**Exercise:**
Output only the lines below from the one containing "count, declared, expected" to the one containing "the payload only", exactly as written, both ends kept.
=== Task input ===
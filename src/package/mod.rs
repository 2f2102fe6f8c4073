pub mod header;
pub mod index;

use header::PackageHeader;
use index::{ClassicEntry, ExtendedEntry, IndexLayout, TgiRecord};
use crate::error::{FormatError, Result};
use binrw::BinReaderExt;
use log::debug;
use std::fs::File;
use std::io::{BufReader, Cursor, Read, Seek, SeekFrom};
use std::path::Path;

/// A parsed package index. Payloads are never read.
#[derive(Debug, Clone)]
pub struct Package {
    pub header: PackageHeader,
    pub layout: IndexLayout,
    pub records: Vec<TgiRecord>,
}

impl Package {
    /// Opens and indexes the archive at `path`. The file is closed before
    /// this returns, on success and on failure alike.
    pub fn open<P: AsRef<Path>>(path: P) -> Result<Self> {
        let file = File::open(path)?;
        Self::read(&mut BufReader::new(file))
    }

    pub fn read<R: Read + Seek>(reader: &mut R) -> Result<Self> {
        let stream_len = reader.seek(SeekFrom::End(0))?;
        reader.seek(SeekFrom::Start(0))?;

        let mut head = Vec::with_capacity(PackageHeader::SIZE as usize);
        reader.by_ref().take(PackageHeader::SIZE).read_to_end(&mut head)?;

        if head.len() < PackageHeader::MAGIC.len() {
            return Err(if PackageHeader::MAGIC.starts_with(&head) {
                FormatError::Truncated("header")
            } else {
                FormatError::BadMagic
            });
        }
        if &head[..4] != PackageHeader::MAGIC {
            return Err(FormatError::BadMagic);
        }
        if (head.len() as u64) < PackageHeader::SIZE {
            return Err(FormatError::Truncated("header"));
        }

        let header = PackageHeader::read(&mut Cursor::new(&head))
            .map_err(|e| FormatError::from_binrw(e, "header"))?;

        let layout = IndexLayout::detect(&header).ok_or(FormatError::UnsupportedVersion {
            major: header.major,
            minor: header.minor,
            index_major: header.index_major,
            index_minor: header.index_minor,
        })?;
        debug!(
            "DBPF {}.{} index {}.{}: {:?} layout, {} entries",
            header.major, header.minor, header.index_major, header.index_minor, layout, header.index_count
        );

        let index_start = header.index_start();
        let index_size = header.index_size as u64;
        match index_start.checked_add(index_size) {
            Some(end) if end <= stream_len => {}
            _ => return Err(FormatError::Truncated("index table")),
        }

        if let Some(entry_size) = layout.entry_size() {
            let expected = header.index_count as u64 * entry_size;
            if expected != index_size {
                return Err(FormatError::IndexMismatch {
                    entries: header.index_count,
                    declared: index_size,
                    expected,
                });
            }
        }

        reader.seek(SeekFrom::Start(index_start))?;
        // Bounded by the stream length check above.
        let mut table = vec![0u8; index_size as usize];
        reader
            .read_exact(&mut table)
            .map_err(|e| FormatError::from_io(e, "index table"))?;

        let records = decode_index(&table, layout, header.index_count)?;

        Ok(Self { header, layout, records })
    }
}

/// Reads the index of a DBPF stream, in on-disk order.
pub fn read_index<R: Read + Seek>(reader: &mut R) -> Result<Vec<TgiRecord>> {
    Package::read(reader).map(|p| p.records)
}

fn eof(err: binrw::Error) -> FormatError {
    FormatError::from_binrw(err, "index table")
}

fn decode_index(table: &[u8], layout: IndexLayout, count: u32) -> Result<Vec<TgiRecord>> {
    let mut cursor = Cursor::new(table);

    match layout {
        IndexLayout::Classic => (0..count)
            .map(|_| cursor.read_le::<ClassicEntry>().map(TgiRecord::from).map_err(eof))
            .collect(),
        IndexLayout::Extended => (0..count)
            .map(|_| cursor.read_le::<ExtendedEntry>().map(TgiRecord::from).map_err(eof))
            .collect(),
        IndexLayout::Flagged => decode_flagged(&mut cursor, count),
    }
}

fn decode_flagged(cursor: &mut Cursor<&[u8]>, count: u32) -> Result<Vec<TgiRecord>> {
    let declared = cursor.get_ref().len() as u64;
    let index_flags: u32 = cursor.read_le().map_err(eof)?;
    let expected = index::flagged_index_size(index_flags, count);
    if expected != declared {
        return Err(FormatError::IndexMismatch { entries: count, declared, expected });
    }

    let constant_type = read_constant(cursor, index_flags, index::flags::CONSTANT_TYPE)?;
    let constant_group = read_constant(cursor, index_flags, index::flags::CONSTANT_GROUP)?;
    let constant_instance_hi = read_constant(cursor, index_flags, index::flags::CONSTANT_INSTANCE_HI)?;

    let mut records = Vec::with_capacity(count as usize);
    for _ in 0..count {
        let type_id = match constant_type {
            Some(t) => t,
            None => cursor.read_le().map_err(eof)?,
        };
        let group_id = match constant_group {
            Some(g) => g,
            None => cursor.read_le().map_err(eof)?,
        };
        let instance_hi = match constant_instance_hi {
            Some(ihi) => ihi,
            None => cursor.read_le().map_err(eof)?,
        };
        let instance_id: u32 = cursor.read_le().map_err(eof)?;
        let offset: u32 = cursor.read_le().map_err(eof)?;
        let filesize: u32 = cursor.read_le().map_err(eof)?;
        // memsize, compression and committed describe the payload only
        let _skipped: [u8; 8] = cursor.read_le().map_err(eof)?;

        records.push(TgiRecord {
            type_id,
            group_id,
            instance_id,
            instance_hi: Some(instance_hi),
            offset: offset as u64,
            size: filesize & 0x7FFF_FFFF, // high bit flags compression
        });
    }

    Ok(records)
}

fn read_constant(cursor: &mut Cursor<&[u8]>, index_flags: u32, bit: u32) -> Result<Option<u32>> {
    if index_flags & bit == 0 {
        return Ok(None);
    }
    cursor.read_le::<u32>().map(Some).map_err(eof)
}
===
**Task response:**
        return Err(FormatError::IndexMismatch { entries: count, declared, expected });
    }

    let constant_type = read_constant(cursor, index_flags, index::flags::CONSTANT_TYPE)?;
    let constant_group = read_constant(cursor, index_flags, index::flags::CONSTANT_GROUP)?;
    let constant_instance_hi = read_constant(cursor, index_flags, index::flags::CONSTANT_INSTANCE_HI)?;

    let mut records = Vec::with_capacity(count as usize);
    for _ in 0..count {
        let type_id = match constant_type {
            Some(t) => t,
            None => cursor.read_le().map_err(eof)?,
        };
        let group_id = match constant_group {
            Some(g) => g,
            None => cursor.read_le().map_err(eof)?,
        };
        let instance_hi = match constant_instance_hi {
            Some(ihi) => ihi,
            None => cursor.read_le().map_err(eof)?,
        };
        let instance_id: u32 = cursor.read_le().map_err(eof)?;
        let offset: u32 = cursor.read_le().map_err(eof)?;
        let filesize: u32 = cursor.read_le().map_err(eof)?;
        // memsize, compression and committed describe the payload only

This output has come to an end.